Scenes from a recent Goose Island — DoStuff promotion. In 11 cities nationwide and counting.

Brands, naturally, love this. Especially brands that want to be on the ground around the country. Brands that want to connect locally and nationally. Brands that sell a brand, not a discount.

By having these partners on the ground, DoStuff is able to do three important things:

  1. By giving their audience the best, up-to-date and accurate listings, they can get people to come out to a show or event.
  2. They can offer discounts, specials, and free tickets, just like your old beloved college radio station.
  3. They can offer local advertising in-market and build a national ad network, allowing to achieve real local engagement at scale, both online and off.

The third reason above is why I am not just a fan and user of the service but also an investor. For me, they hit all the sweet spots: they have deep, on-the-ground access to offer great digital local advertising in major markets. They can combine this with unique, special events on the ground — they are not just delivering local from afar.

And remember: this isn’t just on-the-ground. It’s digital and physical. They can support local activations in multiple markets with digital local and national ad support. They can also provide localized content creation and influencer marketing in those multiple markets, and they can tie it all together for a brand into a single integrated campaign that gets executed in each market by people on the ground with long-term local relationships, knowledge, and audience — so that it actually works.

No one else can offer this. Not even close.

DoStuff solves two problems in my life: one as a user and one as a marketer.

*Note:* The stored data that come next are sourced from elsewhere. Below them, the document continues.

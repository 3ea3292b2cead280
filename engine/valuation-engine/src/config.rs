use league_registry::Position;
use serde::{Deserialize, Serialize};
use std::collections::{HashMap, HashSet};
use std::path::Path;
use tracing::info;

/// Configuration for the heuristic player valuation
#[derive(Debug, Clone, Serialize, Deserialize)]
pub struct ValuationConfig {
    /// Base value per position
    pub base_values: HashMap<Position, i64>,

    /// Base value for positions not in the table
    pub base_default: i64,

    /// Minimum value any player can be assigned
    pub floor: i64,

    /// Name-based bonus parameters
    pub bonuses: BonusParameters,

    /// Curated name tables
    pub names: NameTables,
}

/// Bonus and penalty amounts applied on top of the position base
#[derive(Debug, Clone, Serialize, Deserialize)]
pub struct BonusParameters {
    /// Bonus for players in the elite table
    pub elite_bonus: i64,

    /// Bonus for players in the breakout table (elite takes precedence)
    pub breakout_bonus: i64,

    /// Penalty for players in the injury/risk table (stacks with either bonus)
    pub risk_penalty: i64,
}

/// Curated player name tables.
///
/// These are data, not logic: exact-match, case-sensitive name sets that can
/// be replaced from a JSON file without touching the valuation code.
#[derive(Debug, Clone, Serialize, Deserialize)]
pub struct NameTables {
    /// Elite players
    pub elite: HashSet<String>,

    /// Breakout candidates
    pub breakout: HashSet<String>,

    /// Injury/risk flags
    pub risk: HashSet<String>,
}

impl NameTables {
    /// Load name tables from a JSON file
    pub async fn load_from_file<P: AsRef<Path>>(file_path: P) -> anyhow::Result<Self> {
        info!("Loading name tables from: {:?}", file_path.as_ref());

        let json_content = tokio::fs::read_to_string(&file_path).await?;
        let tables: NameTables = serde_json::from_str(&json_content)?;

        info!(
            "Loaded name tables: {} elite, {} breakout, {} risk",
            tables.elite.len(),
            tables.breakout.len(),
            tables.risk.len()
        );
        Ok(tables)
    }

    /// Check elite membership (exact, case-sensitive)
    pub fn is_elite(&self, name: &str) -> bool {
        self.elite.contains(name)
    }

    /// Check breakout membership (exact, case-sensitive)
    pub fn is_breakout(&self, name: &str) -> bool {
        self.breakout.contains(name)
    }

    /// Check risk membership (exact, case-sensitive)
    pub fn is_risk(&self, name: &str) -> bool {
        self.risk.contains(name)
    }
}

impl Default for NameTables {
    fn default() -> Self {
        let elite = [
            "Ja'Marr Chase",
            "Justin Jefferson",
            "CeeDee Lamb",
            "Puka Nacua",
            "Amon-Ra St. Brown",
            "Bijan Robinson",
            "Saquon Barkley",
            "Jahmyr Gibbs",
            "Derrick Henry",
            "Lamar Jackson",
            "Josh Allen",
            "Brock Bowers",
        ];
        let breakout = [
            "Malik Nabers",
            "Brian Thomas Jr.",
            "Drake London",
            "Ladd McConkey",
            "Jaxon Smith-Njigba",
            "De'Von Achane",
            "Bucky Irving",
            "Kyren Williams",
            "Jayden Daniels",
            "Trey McBride",
        ];
        let risk = [
            "Christian McCaffrey",
            "Cooper Kupp",
            "Tua Tagovailoa",
            "Chris Godwin",
            "Rashee Rice",
            "T.J. Hockenson",
        ];

        Self {
            elite: elite.iter().map(|n| n.to_string()).collect(),
            breakout: breakout.iter().map(|n| n.to_string()).collect(),
            risk: risk.iter().map(|n| n.to_string()).collect(),
        }
    }
}

impl Default for ValuationConfig {
    fn default() -> Self {
        let mut base_values = HashMap::new();
        base_values.insert(Position::QB, 40);
        base_values.insert(Position::RB, 80);
        base_values.insert(Position::WR, 75);
        base_values.insert(Position::TE, 40);
        base_values.insert(Position::DST, 10);
        base_values.insert(Position::K, 10);

        Self {
            base_values,
            base_default: 40,
            floor: 10,
            bonuses: BonusParameters { elite_bonus: 20, breakout_bonus: 12, risk_penalty: 8 },
            names: NameTables::default(),
        }
    }
}

impl ValuationConfig {
    /// Load configuration from environment variables
    pub fn from_env() -> anyhow::Result<Self> {
        let mut config = Self::default();

        if let Ok(floor) = std::env::var("VALUATION_FLOOR") {
            config.floor = floor.parse().unwrap_or(10);
        }

        if let Ok(elite) = std::env::var("VALUATION_ELITE_BONUS") {
            config.bonuses.elite_bonus = elite.parse().unwrap_or(20);
        }

        if let Ok(breakout) = std::env::var("VALUATION_BREAKOUT_BONUS") {
            config.bonuses.breakout_bonus = breakout.parse().unwrap_or(12);
        }

        if let Ok(risk) = std::env::var("VALUATION_RISK_PENALTY") {
            config.bonuses.risk_penalty = risk.parse().unwrap_or(8);
        }

        Ok(config)
    }

    /// Replace the curated name tables
    pub fn with_names(mut self, names: NameTables) -> Self {
        self.names = names;
        self
    }

    /// Get the base value for a position
    pub fn base_for_position(&self, position: Position) -> i64 {
        self.base_values.get(&position).copied().unwrap_or(self.base_default)
    }
}
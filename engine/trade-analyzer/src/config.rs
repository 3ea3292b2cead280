use league_registry::Position;
use serde::{Deserialize, Serialize};
use std::collections::HashMap;

/// Configuration for roster evaluation and trade analysis
#[derive(Debug, Clone, Serialize, Deserialize)]
pub struct AnalyzerConfig {
    /// Required starting slots per position
    pub starter_slots: HashMap<Position, usize>,

    /// Starting slots for positions not in the table
    pub starter_slots_default: usize,

    /// How many post-starter values feed the depth score
    pub depth_sample: usize,

    /// Starter score at or above which a position is a strength
    pub strength_threshold: i64,

    /// Starter score below which a position is a weakness
    pub weakness_threshold: i64,

    /// Fairness scale as a fraction of the larger offer value
    pub fairness_ratio: f64,

    /// Minimum fairness scale regardless of deal size
    pub fairness_floor: i64,

    /// Minimum starter-score swing worth reporting
    pub starter_shift_min: i64,

    /// Minimum depth-score swing worth reporting
    pub depth_shift_min: i64,
}

impl Default for AnalyzerConfig {
    fn default() -> Self {
        let mut starter_slots = HashMap::new();
        starter_slots.insert(Position::QB, 1);
        starter_slots.insert(Position::RB, 2);
        starter_slots.insert(Position::WR, 3);
        starter_slots.insert(Position::TE, 1);
        starter_slots.insert(Position::DST, 1);
        starter_slots.insert(Position::K, 1);

        Self {
            starter_slots,
            starter_slots_default: 1,
            depth_sample: 2,
            strength_threshold: 75,
            weakness_threshold: 60,
            fairness_ratio: 0.12,
            fairness_floor: 20,
            starter_shift_min: 8,
            depth_shift_min: 10,
        }
    }
}

impl AnalyzerConfig {
    /// Load configuration from environment variables
    pub fn from_env() -> anyhow::Result<Self> {
        let mut config = Self::default();

        if let Ok(strength) = std::env::var("ANALYZER_STRENGTH_THRESHOLD") {
            config.strength_threshold = strength.parse().unwrap_or(75);
        }

        if let Ok(weakness) = std::env::var("ANALYZER_WEAKNESS_THRESHOLD") {
            config.weakness_threshold = weakness.parse().unwrap_or(60);
        }

        if let Ok(ratio) = std::env::var("ANALYZER_FAIRNESS_RATIO") {
            config.fairness_ratio = ratio.parse().unwrap_or(0.12);
        }

        if let Ok(floor) = std::env::var("ANALYZER_FAIRNESS_FLOOR") {
            config.fairness_floor = floor.parse().unwrap_or(20);
        }

        Ok(config)
    }

    /// Get the required starter count for a position
    pub fn slots_for_position(&self, position: Position) -> usize {
        self.starter_slots.get(&position).copied().unwrap_or(self.starter_slots_default)
    }
}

Turns out they are related.

Part 3: Why I’m psyched to invest in DoStuff

And what they offer in the local market is unique: it is brand advertising. It’s emotional, it’s about brand association and lifestyle, not just “buy now” or “20% off” or “try the fish.”

This is worth talking about. There is a difference between brand advertising and direct advertising.

If you know me at all, you’ll know that my career, both in advertising and in technology, has been spent looking at how advertising dollars are spent in America and trying to find opportunities that help advertisers more effectively move their advertising online. I’ve been particularly interested in “brand” advertising vs. “direct” advertising. Think “Just do it” vs. “buy now.”

I’ve extensively written about how even if we brought every last advertising dollar to the web, there will only be, at most, nine more Googles. And it’s my belief that until we offer better options for brand advertising — “Just do it” — there are giant pots of money that won’t come over to the web. This is what we tried to do at Barbarian Group: create compelling brand advertising on the web. And it’s what we were trying to do at Tumblr: offer brands a platform where they can communicate emotionally with their customers.

Google, of course, was an early tech darling not because it was the first company to bring over significant advertising dollars at scale — Yahoo! did this first with display advertising. But display advertising, despite claiming improved metrics over broadcast and print, primarily only worked as brand advertising. It acted more as a billboard (inspirational, emotional) rather than a coupon. Google upended this, allowed for perfect trackability and accountability, and in the process brought billions of dollars to web advertising.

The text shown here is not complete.